A própria Anvisa recorreu a este princípio em 2017, durante a avaliação que baniu agrotóxicos contendo paraquate. Na época, a agência deixou aberta a possibilidade de rever o banimento caso fossem apresentados novos estudos de que o herbicida não faz mal à saúde — o que não ocorreu.
“O que acontece com a Anvisa é que para ela tomar uma medida que seja contrária ao status quo diferente do que já está sendo aplicado, ela precisa de embasamento científico — até aí poderíamos dizer que já existem pesquisas que provam que o dióxido de titânio não é seguro, e a gente buscou fazer com que esse embasamento da Europa fosse suficiente —, mas ela também precisa olhar a experiência regulatória de outros países para ter força política, e não só técnica, para bancar uma decisão”, explica Cury.
“Neste sentido, infelizmente, a única autoridade que pontuou que o dióxido de titânio poderia ser um ingrediente que causaria riscos à saúde foi a Europa. Canadá, Estados Unidos, Austrália e Nova Zelândia, que são as referências do Brasil para avaliação de possíveis medidas regulatórias, disseram que estava tudo bem. O que o Brasil acabou optando foi por entender que não era o caso de suspender e sim avaliar em cada qual das autorizações o uso deste aditivo e não de proibir.”

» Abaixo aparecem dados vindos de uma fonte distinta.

// passage_proxy::dispatch
//
// Content dispatcher.  Looks at the fetched response's content type (and
// the final URL's extension) and routes the body to the matching rewriter:
//
//   text/html                    → html rewriter + runtime patch before </head>
//   text/css      or *.css       → css rewriter,  Content-Type: text/css
//   *javascript*  or *.js        → js rewriter,   runtime patch prepended,
//                                  Content-Type: application/javascript
//   anything else                → streamed through untouched
//
// A JavaScript parse failure degrades to the original text; only an HTML
// serialization failure or a body read error fails the request.

use log::{debug, warn};
use reqwest::header::{HeaderMap, HeaderValue, CONTENT_TYPE, LOCATION};
use reqwest::StatusCode;
use url::Url;

use crate::css::rewrite_css;
use crate::error::ProxyError;
use crate::fetch::{is_redirect, read_body, BodyStream, UpstreamResponse};
use crate::html::rewrite_html;
use crate::js::rewrite_js;
use crate::runtime::{inject_before_head_close, prepend_to_script};
use crate::url::rewrite_url;

/// Which rewriter a response body goes through.
#[derive(Debug, Clone, Copy, PartialEq, Eq)]
pub enum ContentKind {
    Html,
    Css,
    JavaScript,
}

/// Pick the rewriter for a response; `None` means stream it unmodified.
pub fn classify(content_type: &str, url: &Url) -> Option<ContentKind> {
    let content_type = content_type.to_ascii_lowercase();
    let path = url.path();
    if content_type.contains("text/html") {
        Some(ContentKind::Html)
    } else if content_type.contains("text/css") || path.ends_with(".css") {
        Some(ContentKind::Css)
    } else if content_type.contains("javascript") || path.ends_with(".js") {
        Some(ContentKind::JavaScript)
    } else {
        None
    }
}

/// Response body ready for the client.
pub enum ProxiedBody {
    Text(String),
    Stream(BodyStream),
}

/// Response ready for the client.
pub struct ProxiedResponse {
    pub status: StatusCode,
    pub headers: HeaderMap,
    pub body: ProxiedBody,
}

/// Rewrite a fetched response for the client.
pub async fn render(response: UpstreamResponse) -> Result<ProxiedResponse, ProxyError> {
    let UpstreamResponse {
        url,
        status,
        mut headers,
        body,
    } = response;

    // Only reached when the redirect cap was hit; keep the browser on the proxy.
    if is_redirect(status) {
        rewrite_location(&mut headers, url.as_str());
    }

    let content_type = headers
        .get(CONTENT_TYPE)
        .and_then(|v| v.to_str().ok())
        .unwrap_or_default();
    let Some(kind) = classify(content_type, &url) else {
        debug!("{} {} streamed through", status.as_u16(), url);
        return Ok(ProxiedResponse {
            status,
            headers,
            body: ProxiedBody::Stream(body),
        });
    };
    debug!("{} {} -> {:?}", status.as_u16(), url, kind);

    let bytes = read_body(body).await?;
    let text = String::from_utf8_lossy(&bytes);
    let base = url.as_str();

    let rewritten = match kind {
        ContentKind::Html => inject_before_head_close(&rewrite_html(&text, base)?, base),
        ContentKind::Css => {
            headers.insert(CONTENT_TYPE, HeaderValue::from_static("text/css"));
            rewrite_css(&text, base)
        }
        ContentKind::JavaScript => {
            headers.insert(
                CONTENT_TYPE,
                HeaderValue::from_static("application/javascript"),
            );
            let host = url.host_str().unwrap_or_default();
            let js = rewrite_js(&text, base, host).unwrap_or_else(|e| {
                warn!("serving {} unrewritten: {}", url, e);
                text.to_string()
            });
            prepend_to_script(&js, base)
        }
    };

    Ok(ProxiedResponse {
        status,
        headers,
        body: ProxiedBody::Text(rewritten),
    })
}

fn rewrite_location(headers: &mut HeaderMap, base: &str) {
    let Some(location) = headers.get(LOCATION).and_then(|v| v.to_str().ok()) else {
        return;
    };
    let proxied = rewrite_url(location, base);
    if let Ok(value) = HeaderValue::from_str(&proxied) {
        headers.insert(LOCATION, value);
    }
}

#[cfg(test)]
mod tests {
    use super::*;
    use crate::fetch::Fetcher;
    use crate::runtime::CLIENT_RUNTIME;
    use crate::testing::{Reply, ScriptedTransport};
    use crate::url::proxify;
    use bytes::Bytes;
    use futures_util::StreamExt;

    fn upstream(url: &str, status: u16, content_type: Option<&str>, body: &'static [u8]) -> UpstreamResponse {
        let mut headers = HeaderMap::new();
        if let Some(ct) = content_type {
            headers.insert(CONTENT_TYPE, HeaderValue::from_str(ct).unwrap());
        }
        UpstreamResponse {
            url: Url::parse(url).unwrap(),
            status: StatusCode::from_u16(status).unwrap(),
            headers,
            body: futures_util::stream::iter([Ok(Bytes::from_static(body))]).boxed(),
        }
    }

    async fn text(response: ProxiedResponse) -> String {
        match response.body {
            ProxiedBody::Text(t) => t,
            ProxiedBody::Stream(s) => String::from_utf8(read_body(s).await.unwrap().to_vec()).unwrap(),
        }
    }

    #[test]
    fn classifies_by_type_then_extension() {
        let page = Url::parse("http://ex.com/index").unwrap();
        let css = Url::parse("http://ex.com/site.css?v=2").unwrap();
        let js = Url::parse("http://ex.com/app.js").unwrap();
        assert_eq!(classify("text/html; charset=utf-8", &page), Some(ContentKind::Html));
        assert_eq!(classify("TEXT/CSS", &page), Some(ContentKind::Css));
        assert_eq!(classify("text/plain", &css), Some(ContentKind::Css));
        assert_eq!(
            classify("application/x-javascript", &page),
            Some(ContentKind::JavaScript)
        );
        assert_eq!(classify("", &js), Some(ContentKind::JavaScript));
        assert_eq!(classify("image/png", &page), None);
    }

    #[tokio::test]
    async fn html_gets_runtime_before_head_close() {
        let response = upstream(
            "http://ex.com/dir/page.html",
            200,
            Some("text/html"),
            br#"<html><head><title>t</title></head><body><img src="a.png"></body></html>"#,
        );
        let body = text(render(response).await.unwrap()).await;
        let script_at = body.find(CLIENT_RUNTIME).unwrap();
        let head_close = body.find("</head>").unwrap();
        assert!(script_at < head_close);
        assert!(body.contains(&proxify("http://ex.com/dir/a.png")));
    }

    #[tokio::test]
    async fn runtime_base_is_final_url_after_redirects() {
        let transport = ScriptedTransport::new(|_, n| match n {
            0 => Reply::redirect(301, "https://www.ex.com/app/"),
            _ => Reply::ok("text/html", "<html><head></head><body></body></html>"),
        });
        let fetched = Fetcher::new(transport)
            .fetch(reqwest::Method::GET, "ex.com", &HeaderMap::new(), Bytes::new())
            .await
            .unwrap();
        let body = text(render(fetched).await.unwrap()).await;
        assert!(
            body.contains(r#"globalThis.__passageBase = "https://www.ex.com/app/";"#),
            "{}",
            body
        );
    }

    #[tokio::test]
    async fn css_by_extension_forces_content_type() {
        let response = upstream("http://ex.com/s/site.css", 200, Some("text/plain"), b"a{background:url(x.png)}");
        let rendered = render(response).await.unwrap();
        assert_eq!(rendered.headers.get(CONTENT_TYPE).unwrap(), "text/css");
        let body = text(rendered).await;
        assert_eq!(body, format!("a{{background:url({})}}", proxify("http://ex.com/s/x.png")));
    }

    #[tokio::test]
    async fn javascript_gets_runtime_prepended() {
        let response = upstream("http://ex.com/app.js", 200, None, b"fetch('/api');");
        let rendered = render(response).await.unwrap();
        assert_eq!(
            rendered.headers.get(CONTENT_TYPE).unwrap(),
            "application/javascript"
        );
        let body = text(rendered).await;
        let runtime_at = body.find(CLIENT_RUNTIME).unwrap();
        let base_at = body.find(r#""http://ex.com/app.js""#).unwrap();
        assert!(base_at < runtime_at);
        assert!(body.ends_with(&format!("fetch('{}');", proxify("http://ex.com/api"))));
    }

    #[tokio::test]
    async fn broken_javascript_served_unrewritten() {
        let response = upstream("http://ex.com/app.js", 200, Some("text/javascript"), b"fetch('/api'");
        let body = text(render(response).await.unwrap()).await;
        assert!(body.ends_with("\nfetch('/api'"));
    }

    #[tokio::test]
    async fn binary_streams_through() {
        let png: &'static [u8] = &[0x89, b'P', b'N', b'G', 0, 0xff];
        let response = upstream("http://ex.com/i.png", 206, Some("image/png"), png);
        let rendered = render(response).await.unwrap();
        assert_eq!(rendered.status, StatusCode::PARTIAL_CONTENT);
        let ProxiedBody::Stream(stream) = rendered.body else {
            panic!("expected a streamed body");
        };
        assert_eq!(read_body(stream).await.unwrap(), Bytes::from_static(png));
    }

    #[tokio::test]
    async fn capped_redirect_location_stays_on_proxy() {
        let mut response = upstream("http://ex.com/a/b", 302, None, b"");
        response
            .headers
            .insert(LOCATION, HeaderValue::from_static("../next"));
        let rendered = render(response).await.unwrap();
        assert_eq!(rendered.status, StatusCode::FOUND);
        assert_eq!(
            rendered.headers.get(LOCATION).unwrap().to_str().unwrap(),
            proxify("http://ex.com/next")
        );
    }
}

Procurada, a Anvisa disse que o acompanhamento das novas evidências científicas e medidas regulatórias sobre a segurança de ingredientes alimentares, incluindo aditivos, é uma atividade de rotina da área técnica de alimentos, portanto, não exige que o tema conste na agenda regulatória, “mas pode motivar a priorização normativa de um assunto e sua inclusão neste instrumento”.